## PROBLEM TO SOLVE:
Some lines in the material below hold the word "discovery". Copy all of them.

## THE DATA:
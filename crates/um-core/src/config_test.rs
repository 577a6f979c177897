use super::*;

#[test]
fn test_parse_empty_config_uses_defaults() {
    let config: Config = serde_yaml::from_str("{}").unwrap();
    assert_eq!(config.projects_dir, PathBuf::from("dbt_projects"));
    assert_eq!(
        config.output_path,
        PathBuf::from("exports/uni_metadata.json")
    );
    assert_eq!(config.manifest_path, PathBuf::from("target/manifest.json"));
    assert_eq!(config.watch.interval_secs, 60);
    assert_eq!(config.server.port, 8000);
    assert!(config.bridge_sources_to_models);
    assert!(config.overrides.is_empty());
}

#[test]
fn test_parse_full_config() {
    let yaml = r#"
projects_dir: ./projects
output_path: out/meta.json
descriptor_files: [dbt_project.yml]
source_extensions: [sql, jinja]
bridge_sources_to_models: false
overrides:
  - source: customer_project_dim_customer
    target: claims_project_raw_customer
watch:
  enabled: true
  interval_secs: 5
  debounce_ms: 100
enrichment:
  enabled: true
  timeout_secs: 3
server:
  host: 0.0.0.0
  port: 9000
"#;
    let config: Config = serde_yaml::from_str(yaml).unwrap();
    config.validate().unwrap();
    assert_eq!(config.projects_dir, PathBuf::from("./projects"));
    assert_eq!(config.source_extensions, vec!["sql", "jinja"]);
    assert!(!config.bridge_sources_to_models);
    assert_eq!(config.overrides.len(), 1);
    assert_eq!(config.overrides[0].target, "claims_project_raw_customer");
    assert!(config.watch.enabled);
    assert_eq!(config.watch.patterns, vec!["manifest.json", "catalog.json"]);
    assert_eq!(config.enrichment.timeout_secs, 3);
    assert_eq!(config.server.host, "0.0.0.0");
}

#[test]
fn test_unknown_field_rejected() {
    let result: Result<Config, _> = serde_yaml::from_str("projects_directory: x");
    assert!(result.is_err());
}

#[test]
fn test_validate_rejects_zero_interval() {
    let mut config = Config::default();
    config.watch.interval_secs = 0;
    assert!(matches!(
        config.validate(),
        Err(CoreError::ConfigInvalid { .. })
    ));
}

#[test]
fn test_validate_rejects_empty_override_endpoint() {
    let mut config = Config::default();
    config.overrides.push(LineageOverride {
        source: "a_b".to_string(),
        target: " ".to_string(),
    });
    assert!(config.validate().is_err());
}

#[test]
fn test_load_missing_file() {
    let dir = tempfile::tempdir().unwrap();
    let err = Config::load(&dir.path().join("unimeta.yml")).unwrap_err();
    assert!(matches!(err, CoreError::ConfigNotFound { .. }));
}

#[test]
fn test_load_or_default_without_file() {
    let dir = tempfile::tempdir().unwrap();
    let config = Config::load_or_default(dir.path()).unwrap();
    assert_eq!(config.descriptor_files.len(), 2);
}

#[test]
fn test_load_reports_parse_error_with_path() {
    let dir = tempfile::tempdir().unwrap();
    let path = dir.path().join("unimeta.yml");
    std::fs::write(&path, "watch: [not, a, map]").unwrap();
    let err = Config::load(&path).unwrap_err();
    assert!(err.to_string().contains("[E002]"));
}
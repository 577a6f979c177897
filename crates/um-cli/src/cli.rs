//! CLI argument definitions using clap derive API

use clap::{Args, Parser, Subcommand, ValueEnum};

/// unimeta - unified metadata and lineage across dbt projects
#[derive(Parser, Debug)]
#[command(name = "um")]
#[command(author, version, about, long_about = None)]
pub struct Cli {
    /// Global options
    #[command(flatten)]
    pub global: GlobalArgs,

    /// Subcommand to execute
    #[command(subcommand)]
    pub command: Commands,
}

/// Global arguments available to all commands
#[derive(Args, Debug, Clone)]
pub struct GlobalArgs {
    /// Enable verbose (debug) logging
    #[arg(short, long, global = true)]
    pub verbose: bool,

    /// Path to unimeta.yml (default: ./unimeta.yml when present)
    #[arg(short, long, global = true)]
    pub config: Option<String>,

    /// Override the directory scanned for projects
    #[arg(long, global = true)]
    pub projects_dir: Option<String>,

    /// Override the snapshot file path
    #[arg(long = "output-path", global = true)]
    pub output_path: Option<String>,
}

/// Available subcommands
#[derive(Subcommand, Debug)]
pub enum Commands {
    /// Build the unified graph once and persist the snapshot
    Build(BuildArgs),

    /// List nodes from the snapshot
    Ls(LsArgs),

    /// Show direct lineage of one node
    Lineage(LineageArgs),

    /// Report dependency cycles
    Cycles(CyclesArgs),

    /// Set a model or column description
    Describe(DescribeArgs),

    /// Serve the metadata over HTTP
    Serve(ServeArgs),
}

/// Arguments for the build command
#[derive(Args, Debug)]
pub struct BuildArgs {
    /// Output format for the build summary
    #[arg(short, long, value_enum, default_value = "table")]
    pub format: ReportFormat,
}

/// Summary formats
#[derive(ValueEnum, Debug, Clone, Copy, PartialEq, Eq)]
pub enum ReportFormat {
    /// Human-readable summary
    Table,
    /// JSON output
    Json,
}

/// Arguments for the ls command
#[derive(Args, Debug)]
pub struct LsArgs {
    /// Only nodes owned by this project id
    #[arg(long)]
    pub project: Option<String>,

    /// Exact local name
    #[arg(short, long)]
    pub name: Option<String>,

    /// Case-insensitive substring of the description
    #[arg(short, long)]
    pub search: Option<String>,

    /// Only models or only sources
    #[arg(short, long, value_enum)]
    pub kind: Option<KindFilter>,

    /// Output format
    #[arg(short, long, value_enum, default_value = "table")]
    pub output: ReportFormat,

    /// Build from the projects instead of reading the saved snapshot
    #[arg(long)]
    pub fresh: bool,
}

/// Node kind filter
#[derive(ValueEnum, Debug, Clone, Copy, PartialEq, Eq)]
pub enum KindFilter {
    Model,
    Source,
}

/// Arguments for the lineage command
#[derive(Args, Debug)]
pub struct LineageArgs {
    /// Global node id (`<project>_<name>`)
    pub id: String,

    /// Which side of the node to show
    #[arg(short, long, value_enum, default_value = "both")]
    pub direction: LineageDirection,

    /// Output format
    #[arg(short, long, value_enum, default_value = "table")]
    pub output: LineageOutput,

    /// Build from the projects instead of reading the saved snapshot
    #[arg(long)]
    pub fresh: bool,
}

/// Lineage direction
#[derive(ValueEnum, Debug, Clone, Copy, PartialEq, Eq)]
pub enum LineageDirection {
    /// Nodes this node is derived from
    Upstream,
    /// Nodes derived from this node
    Downstream,
    /// Both directions
    Both,
}

/// Lineage output formats
#[derive(ValueEnum, Debug, Clone, Copy, PartialEq, Eq)]
pub enum LineageOutput {
    /// Table format
    Table,
    /// JSON output
    Json,
    /// Graphviz DOT
    Dot,
}

/// Arguments for the cycles command
#[derive(Args, Debug)]
pub struct CyclesArgs {
    /// Output format
    #[arg(short, long, value_enum, default_value = "table")]
    pub output: ReportFormat,

    /// Build from the projects instead of reading the saved snapshot
    #[arg(long)]
    pub fresh: bool,
}

/// Arguments for the describe command
#[derive(Args, Debug)]
pub struct DescribeArgs {
    /// What to describe
    #[arg(value_enum)]
    pub entity: EntityArg,

    /// Global node id, or `<global_id>:<column>` for columns
    pub id: String,

    /// Description text
    pub text: String,
}

/// Description targets
#[derive(ValueEnum, Debug, Clone, Copy, PartialEq, Eq)]
pub enum EntityArg {
    Model,
    Column,
}

/// Arguments for the serve command
#[derive(Args, Debug)]
pub struct ServeArgs {
    /// Host to bind to (default: server.host from config)
    #[arg(long)]
    pub host: Option<String>,

    /// Port to listen on (default: server.port from config)
    #[arg(long)]
    pub port: Option<u16>,

    /// Poll the projects directory and refresh on change
    #[arg(short, long)]
    pub watch: bool,
}

#[cfg(test)]
#[path = "cli_test.rs"]
mod tests;
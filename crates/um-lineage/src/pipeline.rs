//! Build pipeline: discovery, per-project load and extraction, then the
//! global resolve and graph build.
//!
//! The per-project step ([`load_project`]) reads nothing but its own
//! project, so callers may run it concurrently and feed the results to
//! [`assemble`] in any order.

use crate::diagnostics::{BuildDiagnostics, SkippedProject};
use crate::graph::LineageGraph;
use crate::resolver::{resolve, ResolveOptions};
use std::collections::{BTreeMap, BTreeSet};
use um_core::{
    discover, load, ArtifactSource, Config, CoreResult, FsArtifacts, LoadOutcome, Project,
    ProjectId,
};
use um_refs::{FsWalker, ReferenceExtractor, TextFileWalker};

pub use crate::resolver::ProjectLoad;

/// Outcome of the per-project step
#[derive(Debug, Clone)]
pub enum ProjectStep {
    Loaded(ProjectLoad),
    Skipped(SkippedProject),
}

/// Result of a full build
#[derive(Debug, Clone, Default)]
pub struct BuildOutput {
    /// Projects that contributed nodes, in id order
    pub projects: Vec<Project>,
    pub graph: LineageGraph,
    pub diagnostics: BuildDiagnostics,
}

/// Load one project's node table and extract its reference intents.
///
/// A missing or malformed manifest skips the project; it never fails the
/// build.
pub fn load_project(
    project: &Project,
    known_projects: &BTreeSet<ProjectId>,
    artifacts: &dyn ArtifactSource,
    walker: &dyn TextFileWalker,
) -> ProjectStep {
    let table = match load(project, artifacts) {
        Ok(LoadOutcome::Loaded(table)) => table,
        Ok(LoadOutcome::ManifestMissing) => {
            return ProjectStep::Skipped(SkippedProject {
                project: project.id.clone(),
                reason: "manifest not found".to_string(),
            })
        }
        Err(e) => {
            log::warn!("Skipping project '{}': {}", project.id, e);
            return ProjectStep::Skipped(SkippedProject {
                project: project.id.clone(),
                reason: e.to_string(),
            });
        }
    };

    let intents = ReferenceExtractor::new(known_projects).extract_table(&table, walker);
    log::debug!(
        "Project '{}': {} reference intents",
        project.id,
        intents.len()
    );
    ProjectStep::Loaded(ProjectLoad { table, intents })
}

/// Fan-in: resolve identities across all loaded projects and build the graph.
pub fn assemble(steps: Vec<ProjectStep>, options: &ResolveOptions) -> BuildOutput {
    let mut loads: BTreeMap<ProjectId, ProjectLoad> = BTreeMap::new();
    let mut skipped = Vec::new();
    for step in steps {
        match step {
            ProjectStep::Loaded(load) => {
                loads.insert(load.table.project.id.clone(), load);
            }
            ProjectStep::Skipped(s) => skipped.push(s),
        }
    }
    skipped.sort_by(|a, b| a.project.cmp(&b.project));

    let projects: Vec<Project> = loads.values().map(|l| l.table.project.clone()).collect();
    let resolution = resolve(&loads, options);
    let (graph, dropped_edges) = LineageGraph::build_with_report(resolution.nodes, resolution.edges);

    log::info!(
        "Built lineage graph: {} projects, {} nodes, {} edges",
        projects.len(),
        graph.node_count(),
        graph.edge_count()
    );

    BuildOutput {
        projects,
        graph,
        diagnostics: BuildDiagnostics {
            skipped_projects: skipped,
            duplicates: resolution.duplicates,
            unresolved: resolution.unresolved,
            dropped_edges,
        },
    }
}

/// Run the whole pipeline sequentially with the file-system collaborators.
///
/// Fails only when discovery fails (duplicate project ids).
pub fn build(config: &Config) -> CoreResult<BuildOutput> {
    let projects = discover(&config.projects_dir, &config.descriptor_files)?;
    let known: BTreeSet<ProjectId> = projects.iter().map(|p| p.id.clone()).collect();
    let artifacts = FsArtifacts::from_config(config);
    let walker = FsWalker::new(config.source_extensions.clone());

    let steps = projects
        .iter()
        .map(|project| load_project(project, &known, &artifacts, &walker))
        .collect();
    Ok(assemble(steps, &ResolveOptions::from_config(config)))
}
//! Error types for the metadata store and its services.

use thiserror::Error;

/// Metadata store errors.
#[derive(Error, Debug)]
pub enum MetaError {
    /// Another refresh holds the build lock (X001).
    #[error("[X001] Refresh already in progress")]
    RefreshInProgress,

    /// No node with this global id (X002).
    #[error("[X002] Node not found: {id}")]
    NodeNotFound { id: String },

    /// The node exists but has no such column (X003).
    #[error("[X003] Column '{column}' not found on node '{node}'")]
    ColumnNotFound { node: String, column: String },

    /// Request is malformed (X004).
    #[error("[X004] Invalid request: {message}")]
    Validation { message: String },

    /// The build pipeline failed before producing a graph (X005).
    #[error("[X005] Build failed: {0}")]
    Build(#[from] um_core::CoreError),

    /// A background task panicked or was cancelled (X006).
    #[error("[X006] Background task failed: {message}")]
    Task { message: String },

    /// Snapshot document could not be read or written (X007).
    #[error("[X007] Snapshot file '{path}': {source}")]
    Io {
        path: String,
        source: std::io::Error,
    },

    /// The enrichment service failed (X008).
    #[error("[X008] Enrichment failed: {message}")]
    Enrichment { message: String },

    /// JSON serialization/deserialization error
    #[error("JSON error: {0}")]
    Json(#[from] serde_json::Error),
}

/// Result type alias for [`MetaError`].
pub type MetaResult<T> = Result<T, MetaError>;

impl From<tokio::task::JoinError> for MetaError {
    fn from(err: tokio::task::JoinError) -> Self {
        MetaError::Task {
            message: err.to_string(),
        }
    }
}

## TASK SOLUTION:
//! Build pipeline: discovery, per-project load and extraction, then the
/// Fails only when discovery fails (duplicate project ids).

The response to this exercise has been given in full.